Something in the Air

Bad Moon Rising by Credence Clearwater Revival was released in April 1969, four months before the release of their album ‘Green River.’

In July, Neil Armstrong walked on the Moon and ‘Something in the Air by Thunderclap Newman went to number one with lyrics very applicable to the changing times in the North East of Ireland.

On August 15th, Woodstock took place for the first time on a New York farm. It was the most famous music festival of the times, with over 500,000 people in attendance, and it echoed the ‘make peace not war’ statements that had been at the very fabric of the anti-war demonstrations continuously through the 1960’s, due to America’s involvement in Vietnam.

While music played out on the other side of the Atlantic. Catholic areas in the North of Ireland were still smoking from burning homes and buildings, having hours earlier come under attack from sectarian mobs led by the R.U.C, the local Police, and their reserve constables known as the B Specials. Launching a Pogrom in an answer to equal rights for all.

The Government of the Free State, to their shame, looked on as they had done for years since the partition of Ireland, and a well-known fact that there were, and still are members of the Dail with no interest in the Northeast of the Island. It’s also a fact that the English Government’s failure to end racism in the six counties, encouraged the sectarianists to act in that manner, having turned a blind eye to the implementation of the Apartheid policies there, by their lackeys.

But there was something in the air, a name hovering, fuelled by a growing civil rights campaign, called equality, and Irish nationalists were no longer prepared to accept discrimination and the mantle of second-class citizens.

The British PM and his cabinet embarrassed by the sectarian brotherhood’s Pogrom, and the consternation of many countries throughout the world to the pictures televised of that heinous crime, decided to act, and the first batch of British Soldiers soon began to arrive in the North east of Ireland, to the delight of the families in the Catholic ghettoes. But, as the soldiers were arriving more families were on their way to refugee camps in the free-state, unaware of the good news, to join those who had already departed. Camps set up as a last minute concession by the free state government, and appease the demands of a small number of very unhappy politicians there, and viewed by them as a weak apology for failing to act and protect their citizens in the North of the Island earlier.

The procession of refugees was reminiscent of old Second World War news reels, including many elderly and sick in what was a mass exodus from many areas of Belfast. Some too frightened to stay, others forced from their humble abodes by frenzied-sectarian-mobs who torched their homes ensuring they could never return.

Out of those ashes arose the Provisional IRA, among them were new visionary republicans merging with some older republican stalwarts to discuss ideas on restructuring the Republican Movement. A movement taking criticism from the ordinary people for failing to protect them and their homes.

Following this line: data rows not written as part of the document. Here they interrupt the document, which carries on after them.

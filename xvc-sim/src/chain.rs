//! A single simulated device on the JTAG chain.
//!
//! The device mimics the probing behaviour host tools expect from a 7 series FPGA:
//! it answers IDCODE after reset, captures a plausible status into the
//! instruction register and exposes the configuration and user registers.
//!
//! ```
//! use xvc_sim::{chain::Chain, tap::TapState};
//!
//! let mut chain = Chain::new();
//! // Test-Logic-Reset -> Run-Test/Idle -> Select-DR -> Capture-DR -> Shift-DR
//! for tms in [false, true, false, false] {
//!     chain.shift(tms, false);
//! }
//! assert_eq!(chain.state(), TapState::ShiftDr);
//!
//! let idcode = (0..32).fold(0u32, |acc, i| acc | (chain.shift(false, false) as u32) << i);
//! assert_eq!(idcode, 0x0364_c093);
//! ```
use std::collections::HashMap;

use xvc_protocol::bits;
use xvc_server::XvcBackend;

use crate::{
    instruction::{IR_LEN, Instruction},
    tap::TapState,
};

/// Identifier of an XC7K160T
pub const DEFAULT_IDCODE: u32 = 0x0364_c093;

/// Loaded into the instruction register on Capture-IR.
/// The low bits read `01` like on 7 series devices, which some host tools insist on.
pub const IR_CAPTURE: [bool; IR_LEN] = [false, true, false, false, false, true];

/// What happens to the data register on Update-DR.
#[derive(Copy, Clone, Debug, Default, Eq, PartialEq)]
pub enum UpdatePolicy {
    /// Shifted data is discarded, the next Capture-DR reads the original content.
    #[default]
    Volatile,
    /// Shifted data replaces the register content.
    Persistent,
}

#[derive(Debug, Clone)]
pub struct ChainBuilder {
    idcode: u32,
    update_policy: UpdatePolicy,
}

impl Default for ChainBuilder {
    fn default() -> Self {
        ChainBuilder {
            idcode: DEFAULT_IDCODE,
            update_policy: UpdatePolicy::default(),
        }
    }
}

impl ChainBuilder {
    /// Set the value of the IDCODE register
    pub fn idcode(mut self, idcode: u32) -> Self {
        self.idcode = idcode;
        self
    }

    pub fn update_policy(mut self, policy: UpdatePolicy) -> Self {
        self.update_policy = policy;
        self
    }

    pub fn build(self) -> Chain {
        let registers = HashMap::from([
            (Instruction::Bypass, vec![true]),
            (Instruction::Idcode, bits::from_value(self.idcode.into(), 32)),
            (Instruction::CfgIn, vec![false; 16]),
            (Instruction::CfgOut, vec![false; 16]),
            // hw_server interrogates the user registers
            (Instruction::User1, vec![true]),
            (Instruction::User2, vec![true]),
            (Instruction::User3, vec![true]),
            (Instruction::User4, vec![true]),
        ]);
        let dr = registers[&Instruction::Idcode].clone();
        Chain {
            state: TapState::Reset,
            instruction: Instruction::Idcode,
            ir: IR_CAPTURE,
            dr,
            registers,
            update_policy: self.update_policy,
        }
    }
}

/// TAP controller, instruction register and data registers of the simulated device.
#[derive(Debug, Clone)]
pub struct Chain {
    state: TapState,
    instruction: Instruction,
    ir: [bool; IR_LEN],
    /// The data register selected by `instruction` as of the last Capture-DR
    dr: Vec<bool>,
    registers: HashMap<Instruction, Vec<bool>>,
    update_policy: UpdatePolicy,
}

impl Default for Chain {
    fn default() -> Self {
        Chain::new()
    }
}

impl Chain {
    pub fn new() -> Chain {
        ChainBuilder::default().build()
    }

    pub fn builder() -> ChainBuilder {
        ChainBuilder::default()
    }

    pub fn state(&self) -> TapState {
        self.state
    }

    pub fn instruction(&self) -> Instruction {
        self.instruction
    }

    /// The instruction register, MSB first
    pub fn ir(&self) -> &[bool] {
        &self.ir
    }

    /// The data register being shifted, MSB first
    pub fn dr(&self) -> &[bool] {
        &self.dr
    }

    /// Content that Capture-DR loads for `instruction`.
    /// Instructions without a register of their own select the bypass register.
    pub fn register(&self, instruction: Instruction) -> &[bool] {
        &self.registers[&self.register_for(instruction)]
    }

    fn register_for(&self, instruction: Instruction) -> Instruction {
        if self.registers.contains_key(&instruction) {
            instruction
        } else {
            Instruction::Bypass
        }
    }

    /// Clocks the device once and returns TDO.
    ///
    /// The action of the current state takes effect before the transition selected
    /// by `tms`. TDO reads high unless a register is being shifted.
    pub fn shift(&mut self, tms: bool, tdi: bool) -> bool {
        let mut tdo = true;
        match self.state {
            TapState::Reset => {
                self.instruction = Instruction::Idcode;
            }
            TapState::CaptureIr => {
                self.ir = IR_CAPTURE;
                log::trace!("Captured IR {:?}", self.ir);
            }
            TapState::CaptureDr => {
                self.dr = self.register(self.instruction).to_vec();
                log::debug!("Captured DR for {}: {:?}", self.instruction, self.dr);
            }
            TapState::ShiftIr => tdo = shift_register(&mut self.ir, tdi),
            TapState::ShiftDr => tdo = shift_register(&mut self.dr, tdi),
            TapState::UpdateIr => {
                self.instruction = Instruction::decode(&self.ir);
                log::info!("Instruction {}", self.instruction);
            }
            TapState::UpdateDr => {
                log::debug!("Update DR for {}: {:?}", self.instruction, self.dr);
                if self.update_policy == UpdatePolicy::Persistent {
                    let key = self.register_for(self.instruction);
                    self.registers.insert(key, self.dr.clone());
                }
            }
            _ => {}
        }
        self.state = self.state.next(tms);
        tdo
    }
}

/// Shifts `tdi` in at index 0 and returns the bit falling out of the last index.
fn shift_register(register: &mut [bool], tdi: bool) -> bool {
    let Some(&tdo) = register.last() else {
        return true;
    };
    register.rotate_right(1);
    register[0] = tdi;
    tdo
}

impl XvcBackend for Chain {
    fn set_tck(&mut self, period_ns: u32) -> u32 {
        log::info!("TCK period set to {} ns", period_ns);
        period_ns
    }

    fn shift(&mut self, num_bits: u32, tms: &[u8], tdi: &[u8]) -> Box<[u8]> {
        let num_bits = num_bits as usize;
        let mut tdo = vec![0u8; bits::byte_len(num_bits)].into_boxed_slice();
        log::debug!("Shifting {} bits from {}", num_bits, self.state);
        for i in 0..num_bits {
            if Chain::shift(self, bits::get(tms, i), bits::get(tdi, i)) {
                bits::set(&mut tdo, i);
            }
        }
        log::debug!("Shift ended in {}", self.state);
        tdo
    }
}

It’s a well known fact that those in positions of power refused to accept any criticism, rejecting the idea of anyone stepping aside, and they were defiant against any changes intent on maintaining full control of what was then One IRA, an as homes and buildings smouldered, and people like the CDC, the Civil defence Committee, made up of mainly Confraternity men, did their best to restore some order in the community that was St Peter’s parish, and organise people as best as they could, The Provisional IRA were born. The new group taking their place in the community alongside the old IRA, the CDC, and the able bodied men and teenagers gathered, to protect their people, parishes, and Churches, and when August handed over to September, no one could have envisaged how quickly things would go from bad to worse.

Bad Moon Rising made it to Number One in the UK singles chart in September, and like Something in the Air, also held lyrics of bad times ahead, and Northern Ireland certainly wasn’t going to get any better, for a long, long time.

The events of August 1969, created that war known as The Troubles, and shaped new pathways for so many people, many families, and communities that once lived side by side. It changed many mindsets and saw them take sides in a dirty war that could have been avoided. Ireland had had enough of murder before then, enough of foreign control, and apartheid, and that war changed nothing, everything that was there before, is still there, and those who opposed the draconian measures introduced during the scamdemic, now suffer apartheid.

Irish people, their families, are placed behind foreigners for housing, for benefits, and are lying on cold streets where some will very likely die, glued to the ground by ice this winter, and the enemies of Ireland are at the forefront of that, people like Varadkar, and Martin. FF, FG, Sinn Fein, Labour, the Greens, SDLP, Alliance, and other parties, in a war upon traditional people, traditional families and communities. A war on our traditions, on christianity, that has brough most to their knees in subservience. You cannot fight on your knees, remember that.